There was a time when we talked about blogging as a better alternative than a static websites, but with the advent of social media sites, apps, smart phones and more advanced search engines we moved on to other topics. I am thinking we need to revisit the issue of blogging for a moment or two because it is not irrelevant but, in fact, a good blog is more relevant than ever for lawyers and law firms.
I do not seek to denigrate the other online resources, as I use most of them. I just tend to believe that developing a great blog as a hub to which you can drive traffic from these other sources is best. At least this seems to work best for me.
I do not have a lot of love for static websites because I just believe it is harder for such sites to do the job everybody wants done. Static websites are easier. They tend to be like Ron Popeli's Rotisserie Oven, where "set it and forget it".
The problem is that with law firm marketing of any kind I have never found where you can set up some form of advertising and marketing and just forget about. At least you cannot expect it to consistently bring new clients or cases in your front door. A web presence does not need to represent a full time job, but it is one that requires constant tinkering and consistent changes and oversight to work well. Therefore, most law firms and lawyers fail at the web presence task.

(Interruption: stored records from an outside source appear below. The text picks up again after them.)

// SPDX-License-Identifier: BSD-3-Clause
// Copyright (c) 2026 Aleksandr Ptakhin

pub mod check;
pub mod check_token;
pub mod config_store;
pub mod extractor;
pub mod fetcher;
pub mod logging;
pub mod matcher;
pub mod notifier;
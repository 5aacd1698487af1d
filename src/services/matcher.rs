// SPDX-License-Identifier: BSD-3-Clause
// Copyright (c) 2026 Aleksandr Ptakhin

/// Return the keywords that occur in `text`, ignoring case.
///
/// Plain substring search over the whole text: "sale" matches "wholesale".
/// Keywords are trimmed, blank ones skipped, and each keyword is reported at
/// most once in the order given.
pub fn match_keywords(text: &str, keywords: &[String]) -> Vec<String> {
    let haystack = text.to_lowercase();
    let mut found: Vec<String> = Vec::new();

    for keyword in keywords {
        let keyword = keyword.trim();
        if keyword.is_empty() {
            continue;
        }
        let needle = keyword.to_lowercase();
        if haystack.contains(&needle) && !found.iter().any(|f| f.to_lowercase() == needle) {
            found.push(keyword.to_string());
        }
    }

    found
}
// SPDX-License-Identifier: BSD-3-Clause
// Copyright (c) 2026 Aleksandr Ptakhin

//! Shared-secret protection for the trigger and configuration endpoints.
//!
//! Callers present the token in the `X-Check-Token` header or a `token` query
//! parameter. Tokens are compared as SHA-256 digests.

use crate::models::status::ErrorResponse;
use axum::http::{header::HeaderMap, StatusCode};
use axum::response::{IntoResponse, Response};
use axum::Json;
use sha2::{Digest, Sha256};

pub const CHECK_TOKEN_HEADER: &str = "X-Check-Token";

/// Token check failures
#[derive(Debug, PartialEq, Eq)]
pub enum TokenError {
    /// The server has no `CHECK_TOKEN` configured
    NotConfigured,
    Unauthorized,
}

impl IntoResponse for TokenError {
    fn into_response(self) -> Response {
        let (status, message) = match self {
            TokenError::NotConfigured => {
                tracing::error!("CHECK_TOKEN environment variable is required for API access");
                (StatusCode::INTERNAL_SERVER_ERROR, "CHECK_TOKEN not configured")
            }
            TokenError::Unauthorized => {
                tracing::warn!("Unauthorized check attempt");
                (
                    StatusCode::UNAUTHORIZED,
                    "Unauthorized - invalid or missing token",
                )
            }
        };
        (status, Json(ErrorResponse::new(message))).into_response()
    }
}

/// Hash a token for comparison.
pub fn hash_token(token: &str) -> String {
    let mut hasher = Sha256::new();
    hasher.update(token.as_bytes());
    hex::encode(hasher.finalize())
}

/// Get the presented token from the header, falling back to the query parameter.
pub fn extract_token(headers: &HeaderMap, query_token: Option<&str>) -> Option<String> {
    headers
        .get(CHECK_TOKEN_HEADER)
        .and_then(|v| v.to_str().ok())
        .or(query_token)
        .map(str::trim)
        .filter(|t| !t.is_empty())
        .map(str::to_string)
}

/// Verify a presented token against the configured digest.
pub fn verify(expected_hash: Option<&str>, presented: Option<&str>) -> Result<(), TokenError> {
    let expected_hash = expected_hash.ok_or(TokenError::NotConfigured)?;
    let presented = presented.ok_or(TokenError::Unauthorized)?;

    if hash_token(presented) == expected_hash {
        Ok(())
    } else {
        Err(TokenError::Unauthorized)
    }
}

A static website might be helpful to those that have already decided to look you up as the specific lawyer or law firm they have in mind. It is certainly better than the old fashion white pages in basic information it can provide. But most, sadly, can do, and do not do, any heavy lifting for the firm. In short, this kind of online presence might help those who have already decided to go with a particular firm, but it is of little help in bring others to your site. By and large a static website is not marketing in this day and age. It represents mainly law firm information much like a glorified business card.

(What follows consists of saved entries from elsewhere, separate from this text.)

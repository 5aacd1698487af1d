// SPDX-License-Identifier: BSD-3-Clause
// Copyright (c) 2026 Aleksandr Ptakhin

//! The check pipeline: fetch, extract, match, notify.

use crate::models::check::{CheckError, CheckResult};
use crate::models::config::{CheckRequest, ConfigError, MonitorConfig};
use crate::services::config_store::ConfigLoader;
use crate::services::extractor::extract_text;
use crate::services::fetcher::PageFetcher;
use crate::services::matcher::match_keywords;
use crate::services::notifier::Notifier;
use chrono::Utc;
use std::sync::Arc;

/// Pipeline stages, in order. Used for tracing only.
#[derive(Debug, Clone, Copy, PartialEq, Eq)]
enum Stage {
    Fetching,
    Extracting,
    Matching,
    Notifying,
}

/// Runs one check at a time per call. Holds no state between runs.
#[derive(Clone)]
pub struct CheckRunner {
    fetcher: Arc<dyn PageFetcher>,
    notifier: Arc<dyn Notifier>,
}

impl CheckRunner {
    pub fn new(fetcher: Arc<dyn PageFetcher>, notifier: Arc<dyn Notifier>) -> Self {
        Self { fetcher, notifier }
    }

    /// Resolve the configuration and run the pipeline.
    ///
    /// Configuration problems are returned as a failed `CheckResult` and no
    /// request is made.
    pub async fn check_now(&self, loader: &ConfigLoader, request: &CheckRequest) -> CheckResult {
        let result = self.resolve_and_run(loader, request).await;
        tracing::info!(
            outcome = %result.outcome(),
            config = %loader.store().path().display(),
            "Check finished"
        );
        result
    }

    async fn resolve_and_run(&self, loader: &ConfigLoader, request: &CheckRequest) -> CheckResult {
        let config = match loader.load(request).await {
            Ok(config) => config,
            Err(e) => return config_failure(None, Vec::new(), e),
        };

        // Every run may end in a notification, so mail settings are required up front
        if let Err(e) = config.ensure_mail_configured() {
            return config_failure(
                Some(config.target_url.to_string()),
                config.keywords.clone(),
                e,
            );
        }

        self.run(&config).await
    }

    /// Run the pipeline against an already resolved configuration.
    pub async fn run(&self, config: &MonitorConfig) -> CheckResult {
        let url = config.target_url.to_string();

        if config.keywords.is_empty() {
            return config_failure(
                Some(url),
                Vec::new(),
                ConfigError::Missing("keywords"),
            );
        }

        tracing::debug!(stage = ?Stage::Fetching, url = %url);
        let body = match self.fetcher.fetch(&config.target_url).await {
            Ok(body) => body,
            Err(source) => {
                let error = CheckError::Fetch {
                    url: url.clone(),
                    source,
                };
                tracing::error!("{}", error);
                return CheckResult::failed(Some(url), config.keywords.clone(), error);
            }
        };

        tracing::debug!(stage = ?Stage::Extracting, bytes = body.len());
        let text = extract_text(&body);
        tracing::info!(url = %url, chars = text.chars().count(), "Extracted page text");

        tracing::debug!(stage = ?Stage::Matching, keywords = config.keywords.len());
        let matched = match_keywords(&text, &config.keywords);

        let mut result = CheckResult {
            success: true,
            url: Some(url),
            matched_keywords: matched,
            searched_keywords: config.keywords.clone(),
            error: None,
            notify_error: None,
            notified: false,
            timestamp: Utc::now(),
        };

        if result.matched_keywords.is_empty() {
            tracing::info!("No keywords found on the webpage");
            return result;
        }

        tracing::info!(keywords = %result.matched_keywords.join(", "), "Keywords found");
        tracing::debug!(stage = ?Stage::Notifying);
        match self.notifier.notify(&result.matched_keywords, config).await {
            Ok(()) => result.notified = true,
            Err(e) => {
                tracing::error!("Keywords found but email failed: {}", e);
                result.notify_error = Some(e.to_string());
            }
        }

        result
    }
}

fn config_failure(url: Option<String>, keywords: Vec<String>, error: ConfigError) -> CheckResult {
    tracing::warn!("Configuration error: {}", error);
    CheckResult::failed(url, keywords, CheckError::Config(error))
}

Marketing requires a buzz worthy web presence, and the backbone of this still is a blog site. Now, just because you have a blog does not mean it will work as you want. Like a good farmer you are not going to bring in a crop if you do not plant and nurture the seeds, but it is better than a static web presence.

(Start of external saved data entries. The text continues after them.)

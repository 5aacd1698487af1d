// SPDX-License-Identifier: BSD-3-Clause
// Copyright (c) 2026 Aleksandr Ptakhin

//! Token-protected routes: triggering a check and updating the configuration.

use crate::app::AppState;
use crate::models::check::CheckResponse;
use crate::models::config::{normalize_keywords, parse_target_url, CheckRequest, PersistedConfig};
use crate::models::status::{ErrorResponse, UpdateConfigResponse};
use crate::services::check_token::{extract_token, verify, TokenError};
use axum::{
    body::Bytes,
    extract::{Query, State},
    http::{HeaderMap, StatusCode},
    response::{IntoResponse, Response},
    routing::post,
    Json, Router,
};
use serde::Deserialize;
use utoipa::{IntoParams, OpenApi};

#[derive(OpenApi)]
#[openapi(
    paths(check_handler, update_config_handler),
    components(schemas(
        CheckRequest,
        CheckResponse,
        PersistedConfig,
        UpdateConfigResponse,
        ErrorResponse
    ))
)]
pub struct CheckApiDoc;

/// `?token=` fallback for callers that cannot set headers (ping services)
#[derive(Debug, Deserialize, IntoParams)]
#[into_params(parameter_in = Query)]
pub struct TokenQuery {
    /// Check token, when the `X-Check-Token` header is not used
    pub token: Option<String>,
}

/// Router with the check trigger.
pub fn check_router() -> Router<AppState> {
    Router::new().route("/check", post(check_handler))
}

fn authorize(state: &AppState, headers: &HeaderMap, query: &TokenQuery) -> Result<(), TokenError> {
    let presented = extract_token(headers, query.token.as_deref());
    verify(state.check_token_hash.as_deref(), presented.as_deref())
}

fn bad_request(message: String) -> Response {
    (StatusCode::BAD_REQUEST, Json(ErrorResponse::new(message))).into_response()
}

/// POST /check - Run a check now.
///
/// The body is optional; when present it may override the URL and keywords
/// for this run only.
#[utoipa::path(
    post,
    path = "/check",
    params(TokenQuery),
    request_body = CheckRequest,
    responses(
        (status = 200, description = "Check finished (inspect `status`)", body = CheckResponse),
        (status = 400, description = "Malformed request body", body = ErrorResponse),
        (status = 401, description = "Missing or invalid token", body = ErrorResponse),
        (status = 500, description = "CHECK_TOKEN not configured", body = ErrorResponse)
    )
)]
pub async fn check_handler(
    State(state): State<AppState>,
    headers: HeaderMap,
    Query(query): Query<TokenQuery>,
    body: Bytes,
) -> Response {
    if let Err(e) = authorize(&state, &headers, &query) {
        return e.into_response();
    }

    let request: CheckRequest = if body.iter().all(u8::is_ascii_whitespace) {
        CheckRequest::default()
    } else {
        match serde_json::from_slice(&body) {
            Ok(request) => request,
            Err(e) => return bad_request(format!("Invalid check request: {e}")),
        }
    };

    tracing::info!("API check triggered");
    let result = state.runner.check_now(&state.loader, &request).await;
    Json(CheckResponse::from(&result)).into_response()
}

/// POST /config - Replace the persisted URL and keywords.
///
/// An empty URL or keyword list is allowed; the environment defaults then apply.
#[utoipa::path(
    post,
    path = "/config",
    params(TokenQuery),
    request_body = PersistedConfig,
    responses(
        (status = 200, description = "Configuration saved", body = UpdateConfigResponse),
        (status = 400, description = "Malformed body or invalid URL", body = ErrorResponse),
        (status = 401, description = "Missing or invalid token", body = ErrorResponse),
        (status = 500, description = "CHECK_TOKEN not configured", body = ErrorResponse)
    )
)]
pub async fn update_config_handler(
    State(state): State<AppState>,
    headers: HeaderMap,
    Query(query): Query<TokenQuery>,
    body: Bytes,
) -> Response {
    if let Err(e) = authorize(&state, &headers, &query) {
        return e.into_response();
    }

    let payload: PersistedConfig = match serde_json::from_slice(&body) {
        Ok(payload) => payload,
        Err(e) => return bad_request(format!("Invalid configuration: {e}")),
    };

    let url = payload.url.trim().to_string();
    if !url.is_empty() {
        if let Err(e) = parse_target_url(&url) {
            return bad_request(e.to_string());
        }
    }

    let config = PersistedConfig {
        url,
        keywords: normalize_keywords(&payload.keywords),
    };

    if let Err(e) = state.loader.store().save(&config).await {
        tracing::error!("Error updating configuration: {:#}", e);
        return (
            StatusCode::INTERNAL_SERVER_ERROR,
            Json(ErrorResponse::new("Error updating configuration")),
        )
            .into_response();
    }

    tracing::info!(url = %config.url, keywords = config.keywords.len(), "Configuration updated");
    Json(UpdateConfigResponse {
        success: true,
        message: "Configuration updated successfully!".to_string(),
        url: config.url,
        keywords: config.keywords,
    })
    .into_response()
}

Now there are a lot of companies out there that are willing to help you design a web presence for a big fee. I am not saying not to use them. But, many of them talk in terms of the need for "eye candy" or the packaging (look and feel) of the website or blog. No doubt designers are better promoters of these services than those that are more technologically minded, but I am not sure they are good for you. This is because we all like pretty pictures. We like to look at the packaging ourselves. But, this attitude is what stops most attorneys from developing and promoting their own web presence. They do not see themselves as delivering good eye candy.
I personally think packaging and eye candy is overrated on the web. Sure your web presence does not need to be a train wreck. It probably needs to be a little more than a overused template, but think about most successful web locations. They are pretty minimal. Google, Facebook, Myspace, for example, are all pretty bland. They are, however, comfortable to read and follow.
Eye candy, I would argue in fact, probably detracts or scares off most consumers. So, I am not sure you want to be too pretty or slick. It can make you look prohibitively expensive or hard to get.
What you want to be able to accomplish is to hold someone's attention once they click on your site. You need a good user experience. You do this by anticipating your visitors' needs. But, you do not do this using slick stock photos arranged in a particular order. You do this with content, and content takes time and thought. Content really takes blogging.
What you want is compelling, original content that people want to follow, on which they want to comment, and which is buzz worthy. The operative word here, I believe, is "original". Unlike many social media sites that tend to be just aggregators of stuff (I would not call most of it news) or fleeting off the hand comments, you need to blog about what is important to you, in your practice area or subject matter in long form, free of legalese and you need to cover the practical aspects of the law as opposed to technical stuff.
Then what about the other social media sites such as YouTube, Facebook, MySpace, Linkedin, Twitter, Digg and the like? They are all good in their own way, but a blog is the place to bring all of these pieces together in a way to promote the lawyer and law firm. Each can help drive traffic to your site. Just because you peak someone's interest on a social media site does not mean they do not need a place to find you and meet you free of all of the other distractions.